Repórter
Publicado em 13 de agosto de 2026 às 08h09.
Última atualização em 13 de agosto de 2026 às 08h31.
Polícia Federal, Receita Federal e Ministério Público Federal investigam, entre outros alvos, o advogado Nelson Willians na Operação Arena, segundo apurado pela EXAME. A ação cumpre 17 mandados de busca e apreensão em cinco estados e apura suspeitas de sonegação fiscal, evasão de divisas e lavagem de dinheiro envolvendo empresas do setor de bets.
A Justiça também determinou o bloqueio de bens e valores de até R$ 1 bilhão. As ordens são cumpridas em 14 endereços na Paraíba, Sergipe, São Paulo, Rio de Janeiro e Paraná.
Segundo a investigação, o grupo teria criado uma estrutura de empresas no Brasil e no exterior para ocultar a origem dos recursos e dar aparência de legalidade às operações. Embora parte das empresas estivesse registrada fora do país, a gestão operacional, administrativa e financeira ocorreria, em tese, em território nacional.
Willians é conhecido nas redes sociais e tem mais de um milhão de seguidores no Instagram. Em outra operação, realizada no fim de julho, o advogado também foi alvo de mandados de busca e apreensão em sua casa e no escritório da NWADV.
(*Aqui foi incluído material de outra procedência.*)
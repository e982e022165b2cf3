//! WebSocket event types for live log updates

use serde::{Deserialize, Serialize};

use crate::types::LogEntry;

/// Log events that can be broadcast to WebSocket clients
#[derive(Clone, Debug, Serialize, Deserialize)]
#[serde(tag = "type", rename_all = "snake_case")]
pub enum LogEvent {
    /// A new set was logged
    EntryLogged { payload: LogEntry },
}

/// WebSocket message wrapper with metadata
#[derive(Clone, Debug, Serialize, Deserialize)]
pub struct WsMessage {
    /// The log event
    #[serde(flatten)]
    pub event: LogEvent,

    /// Monotonically increasing sequence ID for gap detection
    pub sequence_id: u64,

    /// Unix timestamp when event was created
    pub timestamp: i64,
}

/// Client message types
#[derive(Clone, Debug, Serialize, Deserialize)]
#[serde(tag = "type", rename_all = "snake_case")]
pub enum ClientMessage {
    /// Ping for heartbeat
    Ping,
}

/// Welcome message sent on connection
#[derive(Clone, Debug, Serialize, Deserialize)]
pub struct WelcomeMessage {
    #[serde(rename = "type")]
    pub msg_type: String,
    pub current_sequence_id: u64,
}

impl WelcomeMessage {
    pub fn new(current_sequence_id: u64) -> Self {
        Self {
            msg_type: "connected".to_string(),
            current_sequence_id,
        }
    }
}

/// Pong response message
#[derive(Clone, Debug, Serialize, Deserialize)]
pub struct PongMessage {
    #[serde(rename = "type")]
    pub msg_type: String,
}

impl Default for PongMessage {
    fn default() -> Self {
        Self {
            msg_type: "pong".to_string(),
        }
    }
}

/// Sent when a client fell too far behind the broadcast buffer
#[derive(Clone, Debug, Serialize, Deserialize)]
pub struct LaggedNotice {
    #[serde(rename = "type")]
    pub msg_type: String,
    pub code: String,
    pub message: String,
}

impl LaggedNotice {
    pub fn new(missed: u64) -> Self {
        Self {
            msg_type: "error".to_string(),
            code: "lagged".to_string(),
            message: format!("Missed {} events, please refresh", missed),
        }
    }
}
Em nota divulgada na ocasião, Willians afirmou que havia “celebrado instrumentos contratuais no âmbito de uma parceria profissional relacionada a operações de transferência de saldo credor de ICMS do Estado de São Paulo” e que a parceria foi encerrada em 2024.
O advogado também foi citado no relatório da CPMI do INSS, que investiga fraudes e descontos indevidos em aposentadorias e pensões. Willians aparece entre os 216 nomes incluídos na lista final de indiciados, apresentada em março de 2026 pelo relator da comissão, Alfredo Gaspar (União-AL).
De acordo com a Receita Federal, empresas constituídas no exterior eram usadas para justificar elevadas remessas internacionais de dinheiro, apesar de não apresentarem atividade econômica compatível com os valores movimentados.
Os investigadores afirmam que o grupo utilizava uma rede de empresas nacionais e estrangeiras, instituições de pagamento, operações de câmbio, ativos digitais e outras estruturas financeiras para dificultar o rastreamento da origem e do destino dos recursos.
A apuração também aponta indícios de omissão de rendimentos e do uso de estruturas empresariais para reduzir ou evitar, de forma irregular, o pagamento de tributos. Segundo os órgãos responsáveis pela operação, parte das atividades teria ocorrido antes da regulamentação do mercado de apostas de quota fixa no Brasil.
A Justiça autorizou a apreensão de bens e valores até o limite aproximado de R$ 1 bilhão, montante que corresponde à estimativa dos recursos supostamente envolvidos nos crimes investigados.
A Receita Federal participa da operação com 40 auditores-fiscais e analistas-tributários, responsáveis pela coleta de provas para a apuração de possíveis infrações tributárias, penais e administrativas envolvendo pessoas físicas e jurídicas investigadas.
A Receita Federal informou que passou a atuar na investigação em 2025, por meio de equipes especializadas em fraudes estruturadas, planejamento tributário abusivo, evasão de divisas e lavagem de dinheiro.
Segundo o órgão, as informações produzidas durante a apuração ajudaram a aprofundar as investigações e embasaram as medidas judiciais cumpridas nesta fase da Operação Arena. Os materiais apreendidos serão analisados e poderão subsidiar futuras autuações fiscais e o compartilhamento de informações com outros órgãos de controle.